(Saved entries)

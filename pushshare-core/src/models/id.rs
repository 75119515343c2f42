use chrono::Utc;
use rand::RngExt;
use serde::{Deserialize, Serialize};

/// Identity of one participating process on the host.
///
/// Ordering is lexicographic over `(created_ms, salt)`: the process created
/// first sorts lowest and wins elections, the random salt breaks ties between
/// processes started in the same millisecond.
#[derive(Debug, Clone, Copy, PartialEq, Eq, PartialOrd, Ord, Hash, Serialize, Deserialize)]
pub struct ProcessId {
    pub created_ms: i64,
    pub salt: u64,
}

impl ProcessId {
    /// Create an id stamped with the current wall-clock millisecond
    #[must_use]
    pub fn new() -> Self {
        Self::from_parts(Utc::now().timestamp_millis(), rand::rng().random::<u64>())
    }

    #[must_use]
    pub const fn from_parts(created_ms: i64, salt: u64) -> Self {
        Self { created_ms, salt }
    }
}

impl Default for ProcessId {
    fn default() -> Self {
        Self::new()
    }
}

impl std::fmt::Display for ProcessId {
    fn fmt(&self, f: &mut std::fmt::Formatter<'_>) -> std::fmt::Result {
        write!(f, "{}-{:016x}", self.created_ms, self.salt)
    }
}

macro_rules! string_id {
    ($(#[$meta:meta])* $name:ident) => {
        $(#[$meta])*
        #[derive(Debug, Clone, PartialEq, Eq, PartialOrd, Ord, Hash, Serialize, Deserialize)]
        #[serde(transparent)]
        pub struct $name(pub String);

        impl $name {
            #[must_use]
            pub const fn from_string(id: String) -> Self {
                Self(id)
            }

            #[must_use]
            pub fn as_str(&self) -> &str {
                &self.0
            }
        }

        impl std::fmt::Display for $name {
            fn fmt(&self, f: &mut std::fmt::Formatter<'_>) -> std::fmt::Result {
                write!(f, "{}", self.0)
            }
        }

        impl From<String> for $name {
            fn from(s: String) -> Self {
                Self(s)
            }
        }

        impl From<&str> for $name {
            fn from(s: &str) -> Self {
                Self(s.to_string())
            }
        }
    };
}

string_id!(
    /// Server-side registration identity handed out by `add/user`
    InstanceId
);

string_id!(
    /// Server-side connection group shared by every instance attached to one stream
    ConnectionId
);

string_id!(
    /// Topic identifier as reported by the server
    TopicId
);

Task to carry out - Search the data above for the word "write", then gather each line in which it appears.

Your solution -
        write!(f, "{}-{:016x}", self.created_ms, self.salt)
                write!(f, "{}", self.0)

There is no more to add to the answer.